§ Task brief: Reproduce the records below exactly as given.

*** Opening of Data under study ***

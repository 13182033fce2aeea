use ddlkit_types::mysql::MySqlStringType;
use ddlkit_types::mysql::ddl::IndexKind;
use thiserror::Error;

/// Why a constraint request was refused locally
#[derive(Debug, Clone, Copy, PartialEq, Eq, Hash)]
pub enum ViolationReason {
    /// The column type or length cannot carry an index without a key-length prefix
    UnindexableColumnTypeOrLength,
}

impl ViolationReason {
    /// Stable machine-readable code
    #[must_use]
    pub const fn as_str(&self) -> &'static str {
        match self {
            Self::UnindexableColumnTypeOrLength => "unindexable-column-type-or-length",
        }
    }
}

impl core::fmt::Display for ViolationReason {
    fn fmt(&self, f: &mut core::fmt::Formatter<'_>) -> core::fmt::Result {
        f.write_str(self.as_str())
    }
}

/// Which request on a column was refused
#[derive(Debug, Clone, Copy, PartialEq, Eq, Hash)]
pub enum IndexRequest {
    /// PRIMARY KEY on the column
    PrimaryKey,
    /// Secondary index, unique or not
    Index(IndexKind),
}

impl core::fmt::Display for IndexRequest {
    fn fmt(&self, f: &mut core::fmt::Formatter<'_>) -> core::fmt::Result {
        match self {
            Self::PrimaryKey => f.write_str("primary key"),
            Self::Index(kind) => f.write_str(kind.as_str()),
        }
    }
}

/// An index, unique or primary-key request on a column MySQL cannot index as declared.
///
/// Raised before any statement reaches the server.
#[derive(Debug, Clone, PartialEq, Eq, Error)]
#[error("cannot create {request} on `{field}` {sql_type}: {reason}")]
pub struct ConstraintViolation {
    /// Offending field
    pub field: String,
    /// Type the field resolved to
    pub sql_type: MySqlStringType,
    /// What was asked for
    pub request: IndexRequest,
    /// Why it was refused
    pub reason: ViolationReason,
}

/// Configuration errors
#[derive(Debug, Error)]
pub enum ConfigError {
    /// The config file could not be read
    #[error("IO error: {0}")]
    IoError(String),
    /// The config is not valid TOML or its values contradict each other
    #[error("Parse error: {0}")]
    ParseError(String),
}

/// Errors returned by schema planning and execution
#[derive(Debug, Error)]
pub enum DdlError {
    /// A constraint request the dialect cannot honour, detected locally
    #[error(transparent)]
    ConstraintViolation(#[from] ConstraintViolation),

    /// The database refused a statement; the driver error is kept as-is
    #[error(transparent)]
    EngineRejection(Box<dyn std::error::Error + Send + Sync + 'static>),

    /// Malformed table schema
    #[error("Schema error: {0}")]
    Schema(String),

    /// Invalid configuration
    #[error(transparent)]
    Config(#[from] ConfigError),
}

impl DdlError {
    /// Wrap an error returned by the database driver
    pub fn engine<E>(err: E) -> Self
    where
        E: std::error::Error + Send + Sync + 'static,
    {
        Self::EngineRejection(Box::new(err))
    }

    /// The locally detected violation, if that is what this is
    #[must_use]
    pub fn as_constraint_violation(&self) -> Option<&ConstraintViolation> {
        match self {
            Self::ConstraintViolation(v) => Some(v),
            _ => None,
        }
    }
}

/// Result type for DDL operations
pub type Result<T> = std::result::Result<T, DdlError>;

*** Close of Data under study ***

§ Written answer:
repository 13182033fce2aeea
use ddlkit_types::mysql::MySqlStringType;
use ddlkit_types::mysql::ddl::IndexKind;
use thiserror::Error;

/// Why a constraint request was refused locally
#[derive(Debug, Clone, Copy, PartialEq, Eq, Hash)]
pub enum ViolationReason {
    /// The column type or length cannot carry an index without a key-length prefix
    UnindexableColumnTypeOrLength,
}

impl ViolationReason {
    /// Stable machine-readable code
    #[must_use]
    pub const fn as_str(&self) -> &'static str {
        match self {
            Self::UnindexableColumnTypeOrLength => "unindexable-column-type-or-length",
        }
    }
}

impl core::fmt::Display for ViolationReason {
    fn fmt(&self, f: &mut core::fmt::Formatter<'_>) -> core::fmt::Result {
        f.write_str(self.as_str())
    }
}

/// Which request on a column was refused
#[derive(Debug, Clone, Copy, PartialEq, Eq, Hash)]
pub enum IndexRequest {
    /// PRIMARY KEY on the column
    PrimaryKey,
    /// Secondary index, unique or not
    Index(IndexKind),
}

impl core::fmt::Display for IndexRequest {
    fn fmt(&self, f: &mut core::fmt::Formatter<'_>) -> core::fmt::Result {
        match self {
            Self::PrimaryKey => f.write_str("primary key"),
            Self::Index(kind) => f.write_str(kind.as_str()),
        }
    }
}

/// An index, unique or primary-key request on a column MySQL cannot index as declared.
///
/// Raised before any statement reaches the server.
#[derive(Debug, Clone, PartialEq, Eq, Error)]
#[error("cannot create {request} on `{field}` {sql_type}: {reason}")]
pub struct ConstraintViolation {
    /// Offending field
    pub field: String,
    /// Type the field resolved to
    pub sql_type: MySqlStringType,
    /// What was asked for
    pub request: IndexRequest,
    /// Why it was refused
    pub reason: ViolationReason,
}

/// Configuration errors
#[derive(Debug, Error)]
pub enum ConfigError {
    /// The config file could not be read
    #[error("IO error: {0}")]
    IoError(String),
    /// The config is not valid TOML or its values contradict each other
    #[error("Parse error: {0}")]
    ParseError(String),
}

/// Errors returned by schema planning and execution
#[derive(Debug, Error)]
pub enum DdlError {
    /// A constraint request the dialect cannot honour, detected locally
    #[error(transparent)]
    ConstraintViolation(#[from] ConstraintViolation),

    /// The database refused a statement; the driver error is kept as-is
    #[error(transparent)]
    EngineRejection(Box<dyn std::error::Error + Send + Sync + 'static>),

    /// Malformed table schema
    #[error("Schema error: {0}")]
    Schema(String),

    /// Invalid configuration
    #[error(transparent)]
    Config(#[from] ConfigError),
}

impl DdlError {
    /// Wrap an error returned by the database driver
    pub fn engine<E>(err: E) -> Self
    where
        E: std::error::Error + Send + Sync + 'static,
    {
        Self::EngineRejection(Box::new(err))
    }

    /// The locally detected violation, if that is what this is
    #[must_use]
    pub fn as_constraint_violation(&self) -> Option<&ConstraintViolation> {
        match self {
            Self::ConstraintViolation(v) => Some(v),
            _ => None,
        }
    }
}

/// Result type for DDL operations
pub type Result<T> = std::result::Result<T, DdlError>;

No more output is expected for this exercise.